Luke 24:13-32
This is Jesus heartburn(I have to credit Dallas Willard for this term!)...31 Then their eyes were opened and they recognized him, and he disappeared from their sight. 32 They asked each other, "Were not our hearts burning within us while he talked with us on the road and opened the Scriptures to us?"

Wednesday, June 30, 2010

The Big Machine


This morning I went along with one of our boys to get a CT Scan of his facial bones and mandible. He has significant swelling on one side of his face and we are trying to discover how serious the problem is. We went to the government hospital where all the specialist work and where the difficult cases are referred. I should know by now, not to expect a clean, sanitary environment. You know the hospital smell that so many complain about in the US? I would love to smell that instead of urine, sweat, and dirt. We waited for a long time (which must be normal in Drs. offices everywhere!) in the room where you wait for xrays and non-emergency surgeries. I watched one mother send in her obviously ill 20 something son and then sit on the bench and weep. How different these waiting rooms are, in America, they seem to be filled with people who are hopeful. They are sick but sure that the Dr. will make them well; confident in science or technology until they are told with clarity not to hope anymore. This waiting room was not filled with people hoping for a cure or the latest technology to save them. It was filled with people who were suffering but were lucky enough to afford some sort of treatment, even if small.
While we waited I let Swaju draw in my notebook. He would draw a small picture and then look at me with the biggest smile, like he had just been given the opportunity to do something so special. I now have this beautiful page in my notebook full of the names of his friends here at the center; a portrait of me; and many other pictures. He was so proud to show his friends!

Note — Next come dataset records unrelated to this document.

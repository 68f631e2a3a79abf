//! Static asset directory, used for self-hosted Swagger UI bundles.

use std::fs;
use std::io;
use std::path::{Component, Path, PathBuf};
use tracing::debug;

/// Files served from one base directory. Paths that would leave the base
/// directory are rejected.
#[derive(Debug, Clone)]
pub struct StaticFiles {
    base_dir: PathBuf,
}

impl StaticFiles {
    pub fn new<P: Into<PathBuf>>(base: P) -> Self {
        Self {
            base_dir: base.into(),
        }
    }

    pub fn base_dir(&self) -> &Path {
        &self.base_dir
    }

    fn map_path(&self, url_path: &str) -> Option<PathBuf> {
        let mut pb = self.base_dir.clone();
        for comp in Path::new(url_path.trim_start_matches('/')).components() {
            match comp {
                Component::Normal(s) => pb.push(s),
                Component::CurDir => {}
                _ => return None,
            }
        }
        Some(pb)
    }

    /// Media type by file extension.
    pub fn content_type(path: &Path) -> &'static str {
        let ext = path
            .extension()
            .and_then(|s| s.to_str())
            .unwrap_or("")
            .to_ascii_lowercase();
        match ext.as_str() {
            "html" => "text/html; charset=utf-8",
            "css" => "text/css",
            "js" => "application/javascript",
            "json" | "map" => "application/json",
            "png" => "image/png",
            "svg" => "image/svg+xml",
            "ico" => "image/x-icon",
            "txt" => "text/plain; charset=utf-8",
            _ => "application/octet-stream",
        }
    }

    /// Read `url_path` relative to the base directory.
    ///
    /// # Errors
    ///
    /// `NotFound` for traversal attempts, missing files and directories.
    pub fn load(&self, url_path: &str) -> io::Result<(Vec<u8>, &'static str)> {
        let path = self
            .map_path(url_path)
            .ok_or_else(|| io::Error::new(io::ErrorKind::NotFound, "invalid path"))?;
        if !path.is_file() {
            debug!(path = %path.display(), "Static asset not found");
            return Err(io::Error::new(io::ErrorKind::NotFound, "file not found"));
        }
        let bytes = fs::read(&path)?;
        Ok((bytes, Self::content_type(&path)))
    }
}

#[cfg(test)]
mod tests {
    use super::*;
    use std::fs;

    #[test]
    fn test_map_path_prevents_traversal() {
        let sf = StaticFiles::new("assets");
        assert!(sf.map_path("../Cargo.toml").is_none());
        assert!(sf.map_path("css/../../secret").is_none());
        assert_eq!(sf.map_path("/./app.js"), Some(PathBuf::from("assets/app.js")));
    }

    #[test]
    fn test_load_file() {
        let dir = tempfile::tempdir().unwrap();
        fs::write(dir.path().join("swagger-ui.css"), "body{}").unwrap();
        let sf = StaticFiles::new(dir.path());
        let (bytes, ct) = sf.load("swagger-ui.css").unwrap();
        assert_eq!(ct, "text/css");
        assert_eq!(bytes, b"body{}");
        assert!(sf.load("missing.js").is_err());
        assert!(sf.load("").is_err());
    }
}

We finally got to the room for the scan and poor Swaju was so scared. I went in with him (the room had AC!) to get him settled on the table and then tried to have the radiologist explain to him what would happen. I tried to imagine what this would feel like for a young boy who has never seen or imagined a machine like this. The table moves by pushing buttons and it looks like a huge hole. We left him alone in the room and they went to get the picture. They told him to lay still but he was terrified and as soon as the table started moving and the lights flashing he got up which caused quite a commotion. They opened the door and everyone was yelling at him…the consensus was that Osseh needed to go in with him and hold him down. They got good pictures the second time and then Osseh came out and said that he understood why he was scared. Osseh was amazed at the table that moved around and the flashing lights…he would have run away too!
After the scan was done, the technician asked me 'how far are you willing to go to help this boy'. What a horrible question. How far?!? I wanted to shout, whatever it takes, but I caught myself and remembered that although this man demonstrated compassion and sincere worry for the boy, the question was primarily about money. We don't have a diagnosis yet and admitting that we are working very hard to make sure that he gets the best medical care may have an impact on the price and quality of the care he receives. So, instead of the lecture that I wanted to deliver I said, we can only make these decisions when we have all the information, and so we wait and pray until Friday.
As I sat in the waiting room I watched this quiet, patient boy and I was inspired. He has been in and out of appointments and clinics for the past month and yet he doesn't argue or complain. He simply waits and trusts. Even when the big machine terrified him and he cried, he trusted Osseh and went back and tried again. What a brave and strong little boy. I have often complained that I HATE the dentist, I would rather be anywhere but there…but I am starting to realize how privileged I am to go to the dentist and have my teeth cleaned and have them patiently explain everything that is happening to me and give me drugs to numb the pain. Swaju has been to the dentist and had multiple procedures, I'm sure without much pain medication or explanation, and yet he patiently and quietly waits for whatever happens next. I wish that I was more like Swaju when it came to my relationship with God…I don't wait patiently. I argue and complain, sure that the next step is going to cause too much pain or be uncomfortable. I want to know every detail of what is happening and if I get scared and run once, I am for sure not going to try it again!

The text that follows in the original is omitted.